Goal of the exercise:
Would you please return all of the entries below exactly as shown?

Data extracted from a collection:
Content starts
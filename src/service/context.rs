//! Context passed to command handlers.
//!
//! Carries the parsed input, session variables, and a reference to the
//! shared application state. Role checks happen here, once, through the
//! typed identity — handlers never re-derive who the caller is.

use serde::de::DeserializeOwned;
use serde_json::Value;

use super::error::HandlerError;
use super::session::{Identity, Session};

/// The context passed to every command handler.
///
/// Generic over `S` (the shared state type) so handlers can access
/// whatever state the service is configured with.
pub struct Context<'a, S> {
    /// The command name being handled.
    command_name: String,
    /// Raw JSON input from the request.
    input: Value,
    /// Session variables (user ID, role, etc.).
    session: Session,
    /// Reference to the shared state.
    state: &'a S,
}

impl<'a, S> Context<'a, S> {
    pub(crate) fn new(command_name: String, input: Value, session: Session, state: &'a S) -> Self {
        Self {
            command_name,
            input,
            session,
            state,
        }
    }

    /// Deserialize the input payload into a typed struct.
    pub fn input<T: DeserializeOwned>(&self) -> Result<T, HandlerError> {
        serde_json::from_value(self.input.clone())
            .map_err(|e| HandlerError::DecodeFailed(e.to_string()))
    }

    /// Get the raw JSON input.
    pub fn raw_input(&self) -> &Value {
        &self.input
    }

    /// Get the command name.
    pub fn command_name(&self) -> &str {
        &self.command_name
    }

    /// Get the session.
    pub fn session(&self) -> &Session {
        &self.session
    }

    /// The verified caller. Returns `Unauthorized` when the session
    /// carries no usable identity.
    pub fn identity(&self) -> Result<Identity, HandlerError> {
        self.session
            .identity()
            .ok_or_else(|| HandlerError::Unauthorized("missing or invalid caller identity".into()))
    }

    /// The verified caller, required to be an admin.
    pub fn require_admin(&self) -> Result<Identity, HandlerError> {
        let identity = self.identity()?;
        if !identity.is_admin() {
            return Err(HandlerError::Forbidden(format!(
                "{} requires the admin role",
                self.command_name
            )));
        }
        Ok(identity)
    }

    /// Get a reference to the shared state.
    pub fn state(&self) -> &S {
        self.state
    }

    /// Check if the raw input contains a field.
    pub fn has_field(&self, field: &str) -> bool {
        self.input.get(field).is_some()
    }

    /// Check if the raw input contains all specified fields.
    pub fn has_fields(&self, fields: &[&str]) -> bool {
        fields.iter().all(|f| self.has_field(f))
    }
}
Content ends
Problem solution:
filename src/service/context.rs
//! Context passed to command handlers.
//!
//! Carries the parsed input, session variables, and a reference to the
//! shared application state. Role checks happen here, once, through the
//! typed identity — handlers never re-derive who the caller is.

use serde::de::DeserializeOwned;
use serde_json::Value;

use super::error::HandlerError;
use super::session::{Identity, Session};

/// The context passed to every command handler.
///
/// Generic over `S` (the shared state type) so handlers can access
/// whatever state the service is configured with.
pub struct Context<'a, S> {
    /// The command name being handled.
    command_name: String,
    /// Raw JSON input from the request.
    input: Value,
    /// Session variables (user ID, role, etc.).
    session: Session,
    /// Reference to the shared state.
    state: &'a S,
}

impl<'a, S> Context<'a, S> {
    pub(crate) fn new(command_name: String, input: Value, session: Session, state: &'a S) -> Self {
        Self {
            command_name,
            input,
            session,
            state,
        }
    }

    /// Deserialize the input payload into a typed struct.
    pub fn input<T: DeserializeOwned>(&self) -> Result<T, HandlerError> {
        serde_json::from_value(self.input.clone())
            .map_err(|e| HandlerError::DecodeFailed(e.to_string()))
    }

    /// Get the raw JSON input.
    pub fn raw_input(&self) -> &Value {
        &self.input
    }

    /// Get the command name.
    pub fn command_name(&self) -> &str {
        &self.command_name
    }

    /// Get the session.
    pub fn session(&self) -> &Session {
        &self.session
    }

    /// The verified caller. Returns `Unauthorized` when the session
    /// carries no usable identity.
    pub fn identity(&self) -> Result<Identity, HandlerError> {
        self.session
            .identity()
            .ok_or_else(|| HandlerError::Unauthorized("missing or invalid caller identity".into()))
    }

    /// The verified caller, required to be an admin.
    pub fn require_admin(&self) -> Result<Identity, HandlerError> {
        let identity = self.identity()?;
        if !identity.is_admin() {
            return Err(HandlerError::Forbidden(format!(
                "{} requires the admin role",
                self.command_name
            )));
        }
        Ok(identity)
    }

    /// Get a reference to the shared state.
    pub fn state(&self) -> &S {
        self.state
    }

    /// Check if the raw input contains a field.
    pub fn has_field(&self, field: &str) -> bool {
        self.input.get(field).is_some()
    }

    /// Check if the raw input contains all specified fields.
    pub fn has_fields(&self, fields: &[&str]) -> bool {
        fields.iter().all(|f| self.has_field(f))
    }
}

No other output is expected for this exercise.